• TO DO
Output range, inclusive: from the line containing "repository 7cb6c33811785790" to the line containing "const DARK_BORDER_COLOR: &str". Restate those lines from the data below word for word and only those.

==== DATA PROVIDED ====

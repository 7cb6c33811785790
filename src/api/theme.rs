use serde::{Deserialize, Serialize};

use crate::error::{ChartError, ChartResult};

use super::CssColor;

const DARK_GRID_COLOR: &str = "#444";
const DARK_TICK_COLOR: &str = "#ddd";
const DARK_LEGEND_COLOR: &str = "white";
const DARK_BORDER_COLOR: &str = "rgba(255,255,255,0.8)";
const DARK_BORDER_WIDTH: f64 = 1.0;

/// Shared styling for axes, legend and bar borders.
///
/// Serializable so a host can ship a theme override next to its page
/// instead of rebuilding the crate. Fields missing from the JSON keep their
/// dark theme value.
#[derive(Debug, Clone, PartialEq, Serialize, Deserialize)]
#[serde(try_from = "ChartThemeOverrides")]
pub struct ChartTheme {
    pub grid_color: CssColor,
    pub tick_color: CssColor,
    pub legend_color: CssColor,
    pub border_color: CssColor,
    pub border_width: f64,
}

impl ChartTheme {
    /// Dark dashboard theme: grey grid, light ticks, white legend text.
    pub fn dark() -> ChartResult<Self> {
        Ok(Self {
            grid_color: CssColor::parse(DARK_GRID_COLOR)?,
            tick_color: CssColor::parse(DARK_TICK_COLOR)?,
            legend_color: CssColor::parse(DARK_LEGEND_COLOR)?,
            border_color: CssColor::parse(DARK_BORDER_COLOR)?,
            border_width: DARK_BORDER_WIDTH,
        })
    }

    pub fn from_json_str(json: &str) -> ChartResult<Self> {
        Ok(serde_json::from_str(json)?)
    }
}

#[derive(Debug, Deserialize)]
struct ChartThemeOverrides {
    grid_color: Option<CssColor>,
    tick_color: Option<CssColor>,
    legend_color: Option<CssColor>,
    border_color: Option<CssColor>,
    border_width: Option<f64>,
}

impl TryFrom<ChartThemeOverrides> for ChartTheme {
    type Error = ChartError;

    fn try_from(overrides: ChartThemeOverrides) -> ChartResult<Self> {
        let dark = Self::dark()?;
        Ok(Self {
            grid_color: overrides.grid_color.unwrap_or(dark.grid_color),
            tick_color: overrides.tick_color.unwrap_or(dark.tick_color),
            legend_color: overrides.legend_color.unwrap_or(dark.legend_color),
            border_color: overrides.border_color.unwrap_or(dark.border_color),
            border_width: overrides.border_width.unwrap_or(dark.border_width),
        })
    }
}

====
==== DATA PROVIDED ====

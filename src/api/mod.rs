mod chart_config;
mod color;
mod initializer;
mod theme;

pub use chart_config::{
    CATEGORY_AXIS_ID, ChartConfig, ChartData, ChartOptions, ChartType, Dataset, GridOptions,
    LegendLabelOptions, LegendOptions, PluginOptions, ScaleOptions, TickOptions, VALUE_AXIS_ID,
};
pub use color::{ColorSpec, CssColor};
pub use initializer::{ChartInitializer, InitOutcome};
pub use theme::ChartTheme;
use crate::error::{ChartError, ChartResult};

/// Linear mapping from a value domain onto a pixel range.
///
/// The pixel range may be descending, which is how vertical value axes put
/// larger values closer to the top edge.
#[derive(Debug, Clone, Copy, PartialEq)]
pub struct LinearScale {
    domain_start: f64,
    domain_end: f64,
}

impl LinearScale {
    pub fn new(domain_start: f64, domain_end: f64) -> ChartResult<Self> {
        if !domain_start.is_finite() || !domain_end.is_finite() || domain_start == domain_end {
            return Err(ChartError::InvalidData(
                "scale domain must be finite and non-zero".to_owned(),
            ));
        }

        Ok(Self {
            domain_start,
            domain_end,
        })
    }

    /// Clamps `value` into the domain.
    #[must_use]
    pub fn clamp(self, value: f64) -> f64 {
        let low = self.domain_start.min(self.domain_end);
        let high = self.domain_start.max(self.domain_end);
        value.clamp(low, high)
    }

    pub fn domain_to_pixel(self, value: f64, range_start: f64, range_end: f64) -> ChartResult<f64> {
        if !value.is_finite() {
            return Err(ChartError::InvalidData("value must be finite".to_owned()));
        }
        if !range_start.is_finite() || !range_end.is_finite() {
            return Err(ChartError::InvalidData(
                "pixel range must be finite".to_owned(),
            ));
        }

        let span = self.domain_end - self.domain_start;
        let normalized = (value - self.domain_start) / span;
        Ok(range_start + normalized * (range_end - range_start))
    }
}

====

• EXERCISE RESPONSE
repository 7cb6c33811785790
filename src/api/theme.rs
use serde::{Deserialize, Serialize};

use crate::error::{ChartError, ChartResult};

use super::CssColor;

const DARK_GRID_COLOR: &str = "#444";
const DARK_TICK_COLOR: &str = "#ddd";
const DARK_LEGEND_COLOR: &str = "white";
const DARK_BORDER_COLOR: &str = "rgba(255,255,255,0.8)";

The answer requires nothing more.